§ AIM OF THE EXERCISE
From the first line of the records below through the line containing "use clap_complete::generate;", copy everything exactly and nothing more.

§ PROVIDED RECORDS

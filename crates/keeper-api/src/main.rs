//! Bookmarks Keeper operator CLI.
//!
//! Binary name: `bmk`
//!
//! Parses CLI arguments, sets up tracing, builds the bookmark store on the
//! configured backend and dispatches to the command handler.

mod cli;
mod state;

use clap::Parser;
use clap_complete::generate;

use keeper_infra::config::resolve_data_dir;
use keeper_observe::tracing_setup::{default_directive, init_tracing, shutdown_tracing};

use cli::{Cli, Commands};
use state::AppState;

#[tokio::main]
async fn main() -> anyhow::Result<()> {
    let cli = Cli::parse();

    init_tracing(default_directive(cli.verbose, cli.quiet), cli.otel)
        .map_err(|e| anyhow::anyhow!("failed to initialize tracing: {e}"))?;

    let result = run(cli).await;
    shutdown_tracing();
    result
}

async fn run(cli: Cli) -> anyhow::Result<()> {
    // Commands that don't need a working store
    match &cli.command {
        Commands::Completions { shell } => {
            let mut cmd = <Cli as clap::CommandFactory>::command();
            generate(*shell, &mut cmd, "bmk", &mut std::io::stdout());
            return Ok(());
        }
        Commands::Config => {
            return cli::config::show_config(&resolve_data_dir(), cli.json).await;
        }
        _ => {}
    }

    let state = AppState::init().await?;

    match cli.command {
        Commands::List { user, columns } => {
            cli::bookmarks::list_bookmarks(&state, &user, columns, cli.json).await?;
        }
        Commands::Add { user, items } => {
            cli::bookmarks::add_bookmarks(&state, &user, &items, cli.json).await?;
        }
        Commands::Delete { user, items } => {
            cli::bookmarks::delete_bookmarks(&state, &user, &items, cli.json).await?;
        }
        Commands::Clear { user } => {
            cli::bookmarks::clear_bookmarks(&state, &user, cli.json).await?;
        }
        Commands::Show { user } => {
            cli::bookmarks::show_document(&state, &user, cli.json).await?;
        }
        Commands::Config | Commands::Completions { .. } => unreachable!("handled above"),
    }

    Ok(())
}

§ OUTPUT
filename crates/keeper-api/src/main.rs
//! Bookmarks Keeper operator CLI.
//!
//! Binary name: `bmk`
//!
//! Parses CLI arguments, sets up tracing, builds the bookmark store on the
//! configured backend and dispatches to the command handler.

mod cli;
mod state;

use clap::Parser;
use clap_complete::generate;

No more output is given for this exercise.